Scientists were baffled when a rock suddenly showed up in front of NASA’s Mars rover Opportunity, which hasn’t roved the surface in over a month.

Opportunity took a photo of the Martian surface and 12 Martian-days later it took the same picture. Scientists noticed a new rock the size of a donut was now in the frame.

“It’s about the size of a jelly doughnut. It was a total surprise, we were like ‘wait a second, that wasn’t there before, it can’t be right. Oh my god! It wasn’t there before!’ We were absolutely startled,” lead scientist of the Mars Exploration Rover Mission Steve Squyres told Discover News.

Squyres said the rock might have landed there after a nearby meteorite impact, but it’s far more likely that the rover “flipped” it into the frame while it was maneuvering.

“You think of Mars as being a very static place and I don’t think there’s a smoking hole nearby so it’s not a bit of crater ejecta, I think it’s something that we did … we flung it.”

The rover’s right front steering actuator had stalled and likely kicked up the rock, the back of which might not have seen the sun in billions of years.

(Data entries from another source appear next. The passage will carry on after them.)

mod analytics;
mod assessment;
mod attendance;
mod db;
mod fees;
mod grading;
mod ipc;
mod lessons;
mod navigation;
mod transcript;

use std::io::{self, BufRead, Write};
use tracing_subscriber::EnvFilter;

fn init_tracing() {
    // stdout carries the protocol; logs go to stderr.
    let filter = EnvFilter::try_from_env("SCHOOLD_LOG")
        .or_else(|_| EnvFilter::try_from_default_env())
        .unwrap_or_else(|_| EnvFilter::new("schoold=info"));
    tracing_subscriber::fmt()
        .with_env_filter(filter)
        .with_writer(io::stderr)
        .with_ansi(false)
        .init();
}

fn main() {
    init_tracing();
    tracing::info!(version = env!("CARGO_PKG_VERSION"), "schoold starting");

    let mut state = ipc::AppState::default();

    let stdin = io::stdin();
    let mut stdout = io::stdout();

    for line in stdin.lock().lines() {
        let line = match line {
            Ok(v) => v,
            Err(e) => {
                tracing::error!(error = %e, "stdin read failed");
                break;
            }
        };
        if line.trim().is_empty() {
            continue;
        }

        let req: ipc::Request = match serde_json::from_str(&line) {
            Ok(v) => v,
            Err(e) => {
                // Can't reply without id.
                tracing::warn!(error = %e, "dropping malformed request");
                let resp = serde_json::json!({
                    "ok": false,
                    "error": { "code": "bad_json", "message": e.to_string() }
                });
                let _ = writeln!(stdout, "{}", resp);
                let _ = stdout.flush();
                continue;
            }
        };

        let resp = ipc::handle_request(&mut state, req);
        let _ = writeln!(
            stdout,
            "{}",
            serde_json::to_string(&resp).unwrap_or_else(|_| "{\"ok\":false}".to_string())
        );
        let _ = stdout.flush();
    }
    tracing::info!("stdin closed, exiting");
}
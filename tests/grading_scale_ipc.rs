mod test_support;

use serde_json::json;
use test_support::{open_workspace, request_err_code, request_ok, spawn_sidecar};

#[test]
fn evaluate_grade_and_gpa_follow_the_ecz_bands() {
    let (_child, mut stdin, mut reader) = spawn_sidecar();

    let eval = request_ok(
        &mut stdin,
        &mut reader,
        "1",
        "grading.evaluate",
        json!({ "marks": 59, "maxMarks": 79 }),
    );
    // 74.68 rounds to 75
    assert_eq!(eval.get("percentage").and_then(|v| v.as_i64()), Some(75));
    assert_eq!(eval.get("grade").and_then(|v| v.as_str()), Some("Merit"));
    assert_eq!(eval.get("points").and_then(|v| v.as_i64()), Some(2));
    assert_eq!(
        eval.get("comment").and_then(|v| v.as_str()),
        Some("Outstanding work")
    );

    for (pct, grade) in [
        (80, "Distinction"),
        (79, "Merit"),
        (60, "Credit"),
        (50, "Pass"),
        (49, "Fail"),
    ] {
        let g = request_ok(
            &mut stdin,
            &mut reader,
            &format!("g{}", pct),
            "grading.grade",
            json!({ "percentage": pct }),
        );
        assert_eq!(g.get("grade").and_then(|v| v.as_str()), Some(grade), "pct {}", pct);
        assert_eq!(g.get("matched").and_then(|v| v.as_bool()), Some(true));
    }

    let out_of_range = request_ok(
        &mut stdin,
        &mut reader,
        "2",
        "grading.grade",
        json!({ "percentage": 105 }),
    );
    assert_eq!(out_of_range.get("grade").and_then(|v| v.as_str()), Some("Fail"));
    assert_eq!(out_of_range.get("matched").and_then(|v| v.as_bool()), Some(false));

    let gpa = request_ok(
        &mut stdin,
        &mut reader,
        "3",
        "grading.gpa",
        json!({ "percentages": [90, { "percentage": 81 }, 70] }),
    );
    assert_eq!(gpa.get("averagePoints").and_then(|v| v.as_f64()), Some(1.33));
    assert_eq!(gpa.get("subjectCount").and_then(|v| v.as_u64()), Some(3));

    let empty = request_ok(
        &mut stdin,
        &mut reader,
        "4",
        "grading.gpa",
        json!({ "percentages": [] }),
    );
    assert_eq!(empty.get("averagePoints").and_then(|v| v.as_f64()), Some(0.0));

    for (id, params) in [
        ("e1", json!({ "marks": 10, "maxMarks": 0 })),
        ("e2", json!({ "marks": -1, "maxMarks": 10 })),
        ("e3", json!({ "marks": 11, "maxMarks": 10 })),
    ] {
        let code = request_err_code(&mut stdin, &mut reader, id, "grading.evaluate", params);
        assert_eq!(code, "invalid_input");
    }
}

#[test]
fn workspace_scale_override_set_and_reset() {
    let (_child, mut stdin, mut reader) = spawn_sidecar();
    let _ = open_workspace(&mut stdin, &mut reader, "schoold-scale");

    let got = request_ok(&mut stdin, &mut reader, "1", "grading.scale.get", json!({}));
    assert_eq!(got.get("source").and_then(|v| v.as_str()), Some("default"));
    assert_eq!(got.get("bands").and_then(|v| v.as_array()).map(|a| a.len()), Some(5));

    let bands = json!([
        { "grade": "A", "minScore": 75, "maxScore": 100, "points": 1, "comment": "Excellent" },
        { "grade": "B", "minScore": 40, "maxScore": 74, "points": 2, "comment": "Fair" },
        { "grade": "F", "minScore": 0, "maxScore": 39, "points": 9, "comment": "Retake" }
    ]);
    let _ = request_ok(
        &mut stdin,
        &mut reader,
        "2",
        "grading.scale.set",
        json!({ "bands": bands }),
    );
    let got = request_ok(&mut stdin, &mut reader, "3", "grading.scale.get", json!({}));
    assert_eq!(got.get("source").and_then(|v| v.as_str()), Some("workspace"));

    let g = request_ok(
        &mut stdin,
        &mut reader,
        "4",
        "grading.grade",
        json!({ "percentage": 45 }),
    );
    assert_eq!(g.get("grade").and_then(|v| v.as_str()), Some("B"));

    // Gap between 60 and 49.
    let code = request_err_code(
        &mut stdin,
        &mut reader,
        "5",
        "grading.scale.set",
        json!({ "bands": [
            { "grade": "A", "minScore": 60, "maxScore": 100, "points": 1, "comment": "x" },
            { "grade": "F", "minScore": 0, "maxScore": 49, "points": 9, "comment": "y" }
        ] }),
    );
    assert_eq!(code, "invalid_scale");

    let code = request_err_code(
        &mut stdin,
        &mut reader,
        "5b",
        "grading.scale.set",
        json!({ "bands": [
            {
                "grade": "A",
                "minScore": 50,
                "maxScore": 100,
                "points": i64::MAX / 2 + 1,
                "comment": "x"
            },
            { "grade": "F", "minScore": 0, "maxScore": 49, "points": 9, "comment": "y" }
        ] }),
    );
    assert_eq!(code, "invalid_scale");
    // The rejected scale never replaced the stored one.
    let gpa = request_ok(
        &mut stdin,
        &mut reader,
        "5c",
        "grading.gpa",
        json!({ "percentages": [90, 90] }),
    );
    assert_eq!(gpa.get("averagePoints").and_then(|v| v.as_f64()), Some(1.0));

    let _ = request_ok(&mut stdin, &mut reader, "6", "grading.scale.reset", json!({}));
    let got = request_ok(&mut stdin, &mut reader, "7", "grading.scale.get", json!({}));
    assert_eq!(got.get("source").and_then(|v| v.as_str()), Some("default"));
    let g = request_ok(
        &mut stdin,
        &mut reader,
        "8",
        "grading.grade",
        json!({ "percentage": 45 }),
    );
    assert_eq!(g.get("grade").and_then(|v| v.as_str()), Some("Fail"));
}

“So if you do a turn in place on bedrock,” he added, “as you turn that wheel across the rock, it’s gonna kinda ‘chatter.’”

Scientists plan to study the rock, now that they’ve disturbed it.

“It obligingly turned upside down, so we’re seeing a side that hasn’t seen the Martian atmosphere in billions of years and there it is for us to investigate. It’s just a stroke of luck,” Squyres said.

Opportunity (MER-B) was launched along with the rover Spirit (MER-A) in 2003 as part of the space agency’s Mars Exploration Rover Mission to explore the geology and surface of the Red Planet. These rovers have characterized and logged a wide range of soil and rocks that clued us in to Mars’ watery past.

Opportunity has exceeded NASA’s expectation that it would only be active 90 Martian-days by almost 10 Earth-years.

Spirit became immobile in 2009 and ceased communication in 2010.

The Mars Exploration program also includes two Viking landers and the Mars Pathfinder probe.